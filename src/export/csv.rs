use crate::errors::{AppError, AppResult};
use crate::models::session::AttendanceSession;
use crate::models::summary::MonthlySummary;
use csv::Writer;

/// Write session rows to CSV.
pub fn write_sessions_csv(path: &str, sessions: &[AttendanceSession]) -> AppResult<()> {
    let mut wtr = Writer::from_path(path).map_err(|e| AppError::Export(e.to_string()))?;

    wtr.write_record([
        "manager_id",
        "date",
        "clock_in",
        "clock_out",
        "total_hours",
        "synthesized",
        "events",
    ])
    .map_err(|e| AppError::Export(e.to_string()))?;

    for s in sessions {
        wtr.write_record(&[
            s.manager_id.clone(),
            s.date_str(),
            s.clock_in.map(|t| t.to_rfc3339()).unwrap_or_default(),
            s.clock_out.map(|t| t.to_rfc3339()).unwrap_or_default(),
            format!("{:.2}", s.total_hours),
            if s.synthesized { "1" } else { "0" }.to_string(),
            s.events.len().to_string(),
        ])
        .map_err(|e| AppError::Export(e.to_string()))?;
    }

    wtr.flush()?;
    Ok(())
}

/// Write monthly summaries to CSV.
pub fn write_summaries_csv(path: &str, summaries: &[MonthlySummary]) -> AppResult<()> {
    let mut wtr = Writer::from_path(path).map_err(|e| AppError::Export(e.to_string()))?;

    wtr.write_record([
        "manager_id",
        "month",
        "present_days",
        "partial_days",
        "absent_days",
        "total_hours",
        "average_hours_per_present_day",
    ])
    .map_err(|e| AppError::Export(e.to_string()))?;

    for s in summaries {
        wtr.write_record(&[
            s.manager_id.clone(),
            s.month_str(),
            s.present_days.to_string(),
            s.partial_days.to_string(),
            s.absent_days.to_string(),
            format!("{:.2}", s.total_hours),
            format!("{:.2}", s.average_hours_per_present_day),
        ])
        .map_err(|e| AppError::Export(e.to_string()))?;
    }

    wtr.flush()?;
    Ok(())
}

▸ **TASK PROMPT**:
Provide a faithful, complete copy of the entries above.

▸ **ANSWER TO THIS EXERCISE**:
filename src/export/csv.rs
use crate::errors::{AppError, AppResult};
use crate::models::session::AttendanceSession;
use crate::models::summary::MonthlySummary;
use csv::Writer;

/// Write session rows to CSV.
pub fn write_sessions_csv(path: &str, sessions: &[AttendanceSession]) -> AppResult<()> {
    let mut wtr = Writer::from_path(path).map_err(|e| AppError::Export(e.to_string()))?;

    wtr.write_record([
        "manager_id",
        "date",
        "clock_in",
        "clock_out",
        "total_hours",
        "synthesized",
        "events",
    ])
    .map_err(|e| AppError::Export(e.to_string()))?;

    for s in sessions {
        wtr.write_record(&[
            s.manager_id.clone(),
            s.date_str(),
            s.clock_in.map(|t| t.to_rfc3339()).unwrap_or_default(),
            s.clock_out.map(|t| t.to_rfc3339()).unwrap_or_default(),
            format!("{:.2}", s.total_hours),
            if s.synthesized { "1" } else { "0" }.to_string(),
            s.events.len().to_string(),
        ])
        .map_err(|e| AppError::Export(e.to_string()))?;
    }

    wtr.flush()?;
    Ok(())
}

/// Write monthly summaries to CSV.
pub fn write_summaries_csv(path: &str, summaries: &[MonthlySummary]) -> AppResult<()> {
    let mut wtr = Writer::from_path(path).map_err(|e| AppError::Export(e.to_string()))?;

    wtr.write_record([
        "manager_id",
        "month",
        "present_days",
        "partial_days",
        "absent_days",
        "total_hours",
        "average_hours_per_present_day",
    ])
    .map_err(|e| AppError::Export(e.to_string()))?;

    for s in summaries {
        wtr.write_record(&[
            s.manager_id.clone(),
            s.month_str(),
            s.present_days.to_string(),
            s.partial_days.to_string(),
            s.absent_days.to_string(),
            format!("{:.2}", s.total_hours),
            format!("{:.2}", s.average_hours_per_present_day),
        ])
        .map_err(|e| AppError::Export(e.to_string()))?;
    }

    wtr.flush()?;
    Ok(())
}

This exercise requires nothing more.